*** Data shown Section Begins ***

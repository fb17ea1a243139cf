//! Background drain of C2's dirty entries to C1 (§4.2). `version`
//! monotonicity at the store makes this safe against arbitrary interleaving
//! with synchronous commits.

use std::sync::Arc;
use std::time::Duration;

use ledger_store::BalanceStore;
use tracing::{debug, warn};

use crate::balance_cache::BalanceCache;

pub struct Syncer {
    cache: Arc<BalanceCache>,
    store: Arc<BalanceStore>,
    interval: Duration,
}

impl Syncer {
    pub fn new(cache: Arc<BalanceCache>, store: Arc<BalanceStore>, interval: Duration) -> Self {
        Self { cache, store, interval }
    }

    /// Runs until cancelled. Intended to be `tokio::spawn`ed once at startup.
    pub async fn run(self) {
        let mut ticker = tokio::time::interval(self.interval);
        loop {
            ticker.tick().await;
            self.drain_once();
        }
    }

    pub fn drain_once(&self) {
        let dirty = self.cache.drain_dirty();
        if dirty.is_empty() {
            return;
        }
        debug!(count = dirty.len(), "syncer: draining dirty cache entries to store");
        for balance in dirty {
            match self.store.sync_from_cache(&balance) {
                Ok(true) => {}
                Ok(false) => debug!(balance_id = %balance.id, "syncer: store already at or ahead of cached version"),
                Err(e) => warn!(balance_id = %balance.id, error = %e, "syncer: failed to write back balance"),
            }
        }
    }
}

*** Data shown Section Ends ***
*** Data shown Section Begins ***

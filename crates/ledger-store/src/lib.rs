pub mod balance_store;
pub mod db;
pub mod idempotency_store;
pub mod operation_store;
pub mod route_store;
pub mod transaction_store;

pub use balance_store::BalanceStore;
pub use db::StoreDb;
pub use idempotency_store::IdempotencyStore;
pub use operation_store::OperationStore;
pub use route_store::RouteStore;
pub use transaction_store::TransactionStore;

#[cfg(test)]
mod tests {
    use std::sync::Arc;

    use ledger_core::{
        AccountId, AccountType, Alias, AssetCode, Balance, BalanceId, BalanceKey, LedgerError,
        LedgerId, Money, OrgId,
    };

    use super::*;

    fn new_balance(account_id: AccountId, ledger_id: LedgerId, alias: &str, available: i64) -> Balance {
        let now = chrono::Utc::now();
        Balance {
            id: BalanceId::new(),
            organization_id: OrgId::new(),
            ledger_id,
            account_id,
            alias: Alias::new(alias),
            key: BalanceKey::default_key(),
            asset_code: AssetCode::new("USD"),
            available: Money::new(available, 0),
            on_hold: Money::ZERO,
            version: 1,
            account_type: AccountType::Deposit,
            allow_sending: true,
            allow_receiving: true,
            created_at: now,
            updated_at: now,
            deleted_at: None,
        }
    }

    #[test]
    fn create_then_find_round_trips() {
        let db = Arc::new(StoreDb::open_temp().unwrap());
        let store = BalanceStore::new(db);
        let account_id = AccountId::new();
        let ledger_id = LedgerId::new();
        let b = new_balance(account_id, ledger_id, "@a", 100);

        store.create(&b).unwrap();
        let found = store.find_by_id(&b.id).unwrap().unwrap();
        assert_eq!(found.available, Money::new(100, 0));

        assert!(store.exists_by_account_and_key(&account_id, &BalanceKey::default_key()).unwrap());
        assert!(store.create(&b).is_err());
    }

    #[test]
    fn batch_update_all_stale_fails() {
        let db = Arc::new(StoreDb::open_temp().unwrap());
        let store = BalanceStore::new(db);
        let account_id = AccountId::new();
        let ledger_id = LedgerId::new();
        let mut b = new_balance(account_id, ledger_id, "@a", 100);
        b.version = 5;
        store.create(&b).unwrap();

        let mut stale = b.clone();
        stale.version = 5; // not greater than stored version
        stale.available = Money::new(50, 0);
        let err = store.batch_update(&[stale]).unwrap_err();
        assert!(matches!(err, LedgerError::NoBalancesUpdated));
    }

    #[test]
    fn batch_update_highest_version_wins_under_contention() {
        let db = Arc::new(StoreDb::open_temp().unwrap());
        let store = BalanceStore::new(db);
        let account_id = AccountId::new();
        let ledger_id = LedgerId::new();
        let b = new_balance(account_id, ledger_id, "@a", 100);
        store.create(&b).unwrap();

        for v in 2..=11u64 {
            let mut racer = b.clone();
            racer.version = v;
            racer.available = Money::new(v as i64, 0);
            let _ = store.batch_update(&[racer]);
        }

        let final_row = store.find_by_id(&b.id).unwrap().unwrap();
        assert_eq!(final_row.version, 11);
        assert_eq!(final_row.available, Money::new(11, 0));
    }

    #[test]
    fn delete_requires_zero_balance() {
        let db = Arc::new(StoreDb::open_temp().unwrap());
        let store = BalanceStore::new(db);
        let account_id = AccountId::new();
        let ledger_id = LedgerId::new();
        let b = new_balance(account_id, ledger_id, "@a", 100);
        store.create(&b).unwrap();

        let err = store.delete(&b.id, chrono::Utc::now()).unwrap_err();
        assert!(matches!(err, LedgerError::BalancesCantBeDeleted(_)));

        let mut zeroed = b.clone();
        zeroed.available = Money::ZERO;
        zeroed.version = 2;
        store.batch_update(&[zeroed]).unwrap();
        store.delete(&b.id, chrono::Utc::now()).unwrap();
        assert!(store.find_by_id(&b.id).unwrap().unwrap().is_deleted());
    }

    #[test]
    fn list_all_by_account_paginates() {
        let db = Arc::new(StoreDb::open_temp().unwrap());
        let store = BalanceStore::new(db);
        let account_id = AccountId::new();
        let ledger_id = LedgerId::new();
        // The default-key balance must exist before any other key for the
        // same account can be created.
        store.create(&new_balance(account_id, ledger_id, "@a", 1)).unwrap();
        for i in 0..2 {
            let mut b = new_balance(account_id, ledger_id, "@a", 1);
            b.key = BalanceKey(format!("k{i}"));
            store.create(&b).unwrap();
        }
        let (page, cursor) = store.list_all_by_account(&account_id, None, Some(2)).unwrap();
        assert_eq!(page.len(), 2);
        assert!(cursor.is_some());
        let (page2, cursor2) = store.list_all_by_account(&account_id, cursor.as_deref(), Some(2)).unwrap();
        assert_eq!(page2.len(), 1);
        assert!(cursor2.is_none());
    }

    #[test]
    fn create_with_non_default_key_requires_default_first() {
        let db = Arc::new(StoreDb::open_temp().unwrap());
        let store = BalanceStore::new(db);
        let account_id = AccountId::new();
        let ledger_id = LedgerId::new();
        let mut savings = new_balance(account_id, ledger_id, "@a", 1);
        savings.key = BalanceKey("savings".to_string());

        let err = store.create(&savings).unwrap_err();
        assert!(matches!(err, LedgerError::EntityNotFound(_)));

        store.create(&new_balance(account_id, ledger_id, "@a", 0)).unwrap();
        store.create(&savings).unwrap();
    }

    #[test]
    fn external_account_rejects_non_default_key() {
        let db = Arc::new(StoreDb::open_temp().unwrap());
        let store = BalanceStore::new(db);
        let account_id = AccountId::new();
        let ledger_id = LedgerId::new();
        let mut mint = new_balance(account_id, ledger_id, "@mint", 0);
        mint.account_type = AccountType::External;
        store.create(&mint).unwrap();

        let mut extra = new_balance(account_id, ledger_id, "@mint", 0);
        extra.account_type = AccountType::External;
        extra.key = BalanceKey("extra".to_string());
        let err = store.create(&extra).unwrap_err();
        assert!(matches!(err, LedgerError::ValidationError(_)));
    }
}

*** Data shown Section Ends ***

* Task to complete
Could you set down, exactly as written, the lines above between the one holding "let err = store.delete(&b.id, chrono::Utc::now()).unwrap_err();" and the one holding "store.delete(&b.id, chrono::Utc::now()).unwrap();", inclusive, and nothing more?

* Result of the task
        let err = store.delete(&b.id, chrono::Utc::now()).unwrap_err();
        assert!(matches!(err, LedgerError::BalancesCantBeDeleted(_)));

        let mut zeroed = b.clone();
        zeroed.available = Money::ZERO;
        zeroed.version = 2;
        store.batch_update(&[zeroed]).unwrap();
        store.delete(&b.id, chrono::Utc::now()).unwrap();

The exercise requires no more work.